Dubrovnik – history, haircuts and sex tapes

He has the look of an ageing and slightly punch-drunk heavyweight boxer. A beast of a man. I am dwarfed as he circles around me. In his giant hands he wields a cut throat razor inches from my face.
I glimpse two, maybe three, front teeth. A drop of sweat hangs precariously to the end of his nose. The heat is no friend to his size.
The bruiser pauses, stands back a little, then takes a drink from an ice cold beer. His thirst quenched he picks up his razor and returns to the task in hand. My haircut is back on track.

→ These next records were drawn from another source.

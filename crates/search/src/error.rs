//! Error types for the search crate.

use std::time::Duration;
use thiserror::Error;

/// Result type alias for search operations.
pub type Result<T> = std::result::Result<T, SearchError>;

/// Errors that can occur during search operations.
///
/// Remote failures stay inside the geocoder: combined search degrades to
/// local results instead of returning them.
#[derive(Debug, Error)]
pub enum SearchError {
    /// Script converter could not be used
    #[error("Script converter error: {0}")]
    Converter(String),

    /// Geocoder transport or HTTP failure
    #[error("Geocoder request failed: {0}")]
    Remote(String),

    /// Geocoder did not answer in time
    #[error("Geocoder request timed out after {0:?}")]
    Timeout(Duration),

    /// Geocoder answered with something that is not a result list
    #[error("Malformed geocoder response: {0}")]
    MalformedResponse(String),
}

/// Error code for integration with facilitymap-core error handling.
/// Range: 11xxx for search errors.
#[repr(u32)]
#[derive(Debug, Clone, Copy, PartialEq, Eq)]
pub enum SearchErrorCode {
    Converter = 11001,
    Remote = 11002,
    Timeout = 11003,
    MalformedResponse = 11004,
}

impl SearchError {
    /// Returns the error code for this error.
    pub fn code(&self) -> SearchErrorCode {
        match self {
            SearchError::Converter(_) => SearchErrorCode::Converter,
            SearchError::Remote(_) => SearchErrorCode::Remote,
            SearchError::Timeout(_) => SearchErrorCode::Timeout,
            SearchError::MalformedResponse(_) => SearchErrorCode::MalformedResponse,
        }
    }
}
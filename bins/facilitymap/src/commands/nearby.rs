//! Nearby command - filter facilities against a shape link

use super::{query_part, Context, FeatureRow};
use anyhow::Result;
use facilitymap_cli::output::{format_coordinates, format_count, Status};
use facilitymap_core::error::Error;
use facilitymap_core::feature::{filter_by_layer, FeatureCollection, LayerIndex};
use facilitymap_geo::{parse_shape_query_str, ProximityFilter};
use facilitymap_telemetry::{metrics, Timer};
use owo_colors::OwoColorize;
use serde::Serialize;
use std::path::Path;

#[derive(Debug, Serialize)]
struct NearbyOutput {
    shapes: usize,
    buffer_km: f64,
    scanned: usize,
    total: usize,
    features: Vec<FeatureRow>,
}

/// Run nearby command
pub fn run(
    ctx: &Context,
    data: &Path,
    input: &str,
    layer: Option<&str>,
    buffer_km: Option<f64>,
) -> Result<()> {
    let query = parse_shape_query_str(query_part(input));
    if query.is_empty() {
        return Err(Error::validation("The link contains no usable shapes")
            .with_suggestion("Pass parameters such as shape=circle&lat=25&lng=120&radius=50")
            .into());
    }

    let buffer_km = buffer_km.unwrap_or(ctx.schema.shapes.nearby_buffer_km);
    if !buffer_km.is_finite() || buffer_km < 0.0 {
        return Err(Error::validation("--buffer must be a non-negative number").into());
    }

    let collection = FeatureCollection::from_path(data)?;
    let index = LayerIndex::build(&collection.features);
    let candidates = filter_by_layer(&collection.features, layer, Some(&index));

    let filter = ProximityFilter::new(&query, buffer_km, ctx.schema.shapes.sector_step_deg);
    let timer = Timer::start("shapes.filter");
    let matched = filter.filter(&candidates);
    timer.stop();
    metrics().increment_by("shapes.matched", matched.len() as u64);

    let output = NearbyOutput {
        shapes: filter.shape_count(),
        buffer_km,
        scanned: candidates.len(),
        total: matched.len(),
        features: matched.iter().map(|f| FeatureRow::from(*f)).collect(),
    };

    if ctx.is_json() {
        return ctx.print_json(&output);
    }

    Status::header(&format!(
        "Facilities near {} (buffer {} km)",
        format_count(output.shapes, "shape", "shapes"),
        buffer_km
    ));
    for row in &output.features {
        let coords = match (row.lat, row.lng) {
            (Some(lat), Some(lng)) => format_coordinates(lat, lng),
            _ => "-".to_string(),
        };
        println!("  {} {} {}", row.name, format!("[{}]", row.layer).dimmed(), coords.dimmed());
    }
    for skipped in &query.skipped {
        Status::warning(&format!("Skipped {}={}: {}", skipped.param, skipped.raw, skipped.reason));
    }

    println!();
    if output.features.is_empty() {
        Status::info(&format!("No matches among {}", format_count(output.scanned, "facility", "facilities")));
    } else {
        Status::success(&format!(
            "{} of {}",
            format_count(output.total, "facility", "facilities"),
            output.scanned
        ));
    }
    Ok(())
}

Click on the picture to see Hrvoje’s unique salon

Hrvoje Cikato has been cutting hair, he’d never say styling, for 52 years. His shop is a monument to the bizarre. It houses an eccentric collection of clocks, caged birds, old hairdressing paraphernalia, religious artefacts, girlie calendars and all manner of pictures.
It is a small room in the ancient walled city of Dubrovnik. The Croatian city is UNESCO world heritage listed. The UN would be well advised to consider a separate listing for Hrvoje and his shop.

Hairdressing is in the blood, his father Angelo was a barber for 50 years. They’ve used the shop since the 1940s save for the time the Serbs and Montanegrins laid siege to the city in the early 1990s. Around 100 people were killed and two thirds of the Old Town buildings were damaged.


Hrvoje after the 1991-92 siege

Among them was the Cikatos’ salon. It took a direct hit. Father and son had completed an expensive refit of the shop a few weeks before the siege. They moved to temporary premises just down the alleyway and couldn’t return for a decade.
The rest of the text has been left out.